I’m entering my third trimester this week and while I genuinely love being pregnant and the magic that is growing a human, I am ready for March to come and to have our baby girl here with us. To see her face, know her fully, hold her close.
This pregnancy has gone beautifully, just like my pregnancy with Judah. Besides the occasional aches and pains that come with the territory and the overall exhaustion of having an active toddler while being pregnant, it truly has been a wonderful experience.
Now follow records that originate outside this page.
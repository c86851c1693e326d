use super::outbound::{Delivery, Outbound};
use super::snake::Snake;
use crate::error::SendError;
use serde::Serialize;

pub const MAX_PLAYER_NAME_LENGTH: usize = 16;

#[derive(Debug, Clone, Copy, Default, PartialEq, Eq, Serialize)]
pub struct PlayerFlags {
  pub connected: bool,
  pub prepared: bool,
}

#[derive(Debug)]
pub struct Player {
  pub id: String,
  pub name: String,
  pub flags: PlayerFlags,
  pub snake: Option<Snake>,
  outbound: Outbound,
}

#[derive(Debug, Serialize)]
pub struct PlayerSnapshot<'a> {
  pub id: &'a str,
  pub name: &'a str,
  pub flags: PlayerFlags,
  pub snake: Option<&'a Snake>,
}

impl Player {
  pub fn new(id: String, name: String, outbound: Outbound) -> Self {
    Self {
      id,
      name,
      flags: PlayerFlags {
        connected: true,
        prepared: false,
      },
      snake: None,
      outbound,
    }
  }

  /// Hands a serialized payload to the player's connection without waiting for it.
  pub fn send(&self, payload: &str, delivery: Delivery) -> Result<(), SendError> {
    self.outbound.send(payload.to_string(), delivery)
  }

  pub fn snapshot(&self) -> PlayerSnapshot<'_> {
    PlayerSnapshot {
      id: &self.id,
      name: &self.name,
      flags: self.flags,
      snake: self.snake.as_ref(),
    }
  }
}

pub fn sanitize_player_name(name: &str, fallback: &str) -> String {
  let cleaned = name
    .split_whitespace()
    .map(|word| word.chars().filter(|ch| !ch.is_control()).collect::<String>())
    .filter(|word| !word.is_empty())
    .collect::<Vec<_>>()
    .join(" ");
  if cleaned.is_empty() {
    return fallback.to_string();
  }
  cleaned.chars().take(MAX_PLAYER_NAME_LENGTH).collect()
}
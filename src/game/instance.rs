use super::collision::{is_colliding_with_snake, is_out_of_bounds};
use super::constants::{EVENT_GAME_OVER, MAX_FRUIT_ATTEMPTS};
use super::placement::start_positions;
use super::session::GameState;
use super::snake::Snake;
use super::types::Point;
use crate::protocol;
use rand::seq::SliceRandom;
use rand::Rng;
use std::future::Future;

/// Rules and tick engine for one game. Holds no state of its own: every call reads and
/// writes the borrowed `GameState`.
#[derive(Debug)]
pub struct GameInstance<'a> {
  game: &'a mut GameState,
}

impl<'a> GameInstance<'a> {
  pub fn new(game: &'a mut GameState) -> Self {
    Self { game }
  }

  pub fn start_game<F, Fut>(&mut self, cycle: F)
  where
    F: FnMut() -> Fut + Send + 'static,
    Fut: Future<Output = bool> + Send + 'static,
  {
    self.position_snakes();
    self.create_fruit();
    let period = self.game.cycle;
    self.game.ticker.start(period, cycle);
  }

  fn position_snakes(&mut self) {
    let length = self.game.snake_length;
    let starts = start_positions(self.game.players.len(), self.game.grid_size, length);
    for (player, (head, heading)) in self.game.players.iter_mut().zip(starts) {
      match player.snake.as_mut() {
        Some(snake) => snake.reset_position(head, heading, length),
        None => player.snake = Some(Snake::new(head, heading, length)),
      }
    }
  }

  /// Random free cell, falling back to a full scan after `MAX_FRUIT_ATTEMPTS` misses.
  /// `None` only when no free cell is left.
  pub fn random_valid_position(&self) -> Option<Point> {
    let mut rng = rand::thread_rng();
    let grid_size = self.game.grid_size;
    if grid_size <= 0 {
      return None;
    }
    for _ in 0..MAX_FRUIT_ATTEMPTS {
      let pos = Point::new(rng.gen_range(0..grid_size), rng.gen_range(0..grid_size));
      if !self.is_colliding(pos) {
        return Some(pos);
      }
    }

    tracing::debug!(game_id = %self.game.id, "random fruit placement exhausted, scanning grid");
    let free: Vec<Point> = (0..grid_size)
      .flat_map(|row| (0..grid_size).map(move |col| Point::new(row, col)))
      .filter(|pos| !self.is_colliding(*pos))
      .collect();
    free.choose(&mut rng).copied()
  }

  fn create_fruit(&mut self) {
    self.game.fruit = self.random_valid_position();
    if self.game.fruit.is_none() {
      tracing::warn!(game_id = %self.game.id, "no free cell left for fruit");
    }
  }

  pub fn is_colliding(&self, pos: Point) -> bool {
    self.is_oob(pos) || self.is_colliding_with_snakes(pos)
  }

  pub fn is_oob(&self, pos: Point) -> bool {
    is_out_of_bounds(pos, self.game.grid_size)
  }

  pub fn is_colliding_with_snakes(&self, pos: Point) -> bool {
    self
      .game
      .connected_players()
      .filter_map(|player| player.snake.as_ref())
      .any(|snake| is_colliding_with_snake(snake, pos, false))
  }

  /// Whether the freshly moved head of the snake at `index` ran into a wall, itself, or
  /// any connected player's snake.
  fn is_move_fatal(&self, index: usize, head: Point) -> bool {
    if self.is_oob(head) {
      return true;
    }
    self
      .game
      .players
      .iter()
      .enumerate()
      .filter(|(other, player)| *other == index || player.flags.connected)
      .filter_map(|(other, player)| player.snake.as_ref().map(|snake| (other == index, snake)))
      .any(|(is_self, snake)| is_colliding_with_snake(snake, head, is_self))
  }

  /// Eats the fruit if the snake's head is on it: score, growth, then a new fruit.
  pub fn check_fruit(&mut self, index: usize) {
    let Some(fruit) = self.game.fruit else { return };
    let Some(snake) = self.game.players[index].snake.as_mut() else { return };
    if snake.head != fruit {
      return;
    }
    snake.counter += 1;
    snake.grow();
    self.create_fruit();
  }

  pub fn game_cycle(&mut self) {
    let mut alive = 0;
    let mut died = Vec::new();

    for index in 0..self.game.players.len() {
      let player = &mut self.game.players[index];
      let Some(snake) = player.snake.as_mut() else { continue };
      if snake.is_dead() {
        continue;
      }
      let head = snake.step();
      if self.is_move_fatal(index, head) {
        let player = &mut self.game.players[index];
        let length = player.snake.as_mut().map_or(0, |snake| {
          snake.kill();
          snake.len()
        });
        tracing::debug!(game_id = %self.game.id, player = %player.name, length, "snake died");
        died.push(player.id.clone());
        continue;
      }
      self.check_fruit(index);
      alive += 1;
    }

    for player_id in &died {
      self.game.on_snake_dead(player_id);
    }

    if alive == 0 {
      self.close_game();
      return;
    }
    if self.game.fruit.is_none() {
      tracing::info!(game_id = %self.game.id, "board is full");
      self.close_game();
      return;
    }
    self.game.broadcast(None);
  }

  pub fn are_all_players_gone(&mut self) {
    if self.game.players.iter().any(|player| player.flags.connected) {
      return;
    }
    tracing::info!(game_id = %self.game.id, "all players disconnected");
    self.close_game();
  }

  /// Stops ticking, marks the game ended and sends the game-over notice. Runs at most
  /// once per game, and never before the game started. Returns whether it ran.
  pub fn close_game(&mut self) -> bool {
    if !self.game.flags.started || self.game.flags.ended {
      return false;
    }
    self.game.ticker.stop();
    self.game.flags.ended = true;
    match self.game.try_broadcast(Some(protocol::event(EVENT_GAME_OVER))) {
      Ok(()) => tracing::info!(game_id = %self.game.id, "game closed"),
      Err(error) => tracing::error!(game_id = %self.game.id, ?error, "error while closing game"),
    }
    true
  }
}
But lately, with as wondrous as this experience is and as much as I’m soaking in every somersault she does in my womb and the sweetness of hearing her heartbeat in my midwife’s office, I am struggling with not being ashamed of this growing body of mine. The more I expand to accommodate life, the more guilty I feel. But why? I think as women we have this idea in our heads, that is often projected onto us by others, that when we step into this space of childbearing we ought to look just as we always have (but maybe a bit more “glowy”) just with a cute little bump. Same smooth thighs and toned arms, little to no swelling basically anywhere. Anyone who has experienced a healthy pregnancy will tell you, no matter how amazing you look, your body will never be the same.
I am striving to remember that I am nourishing myself and this sweet girl inside of me, as well as my toddler who still nurses around the clock. I am growing with a purpose. I was chosen by God to carry this baby inside of my body which cannot remain the same, it just expand and change to properly nurture her.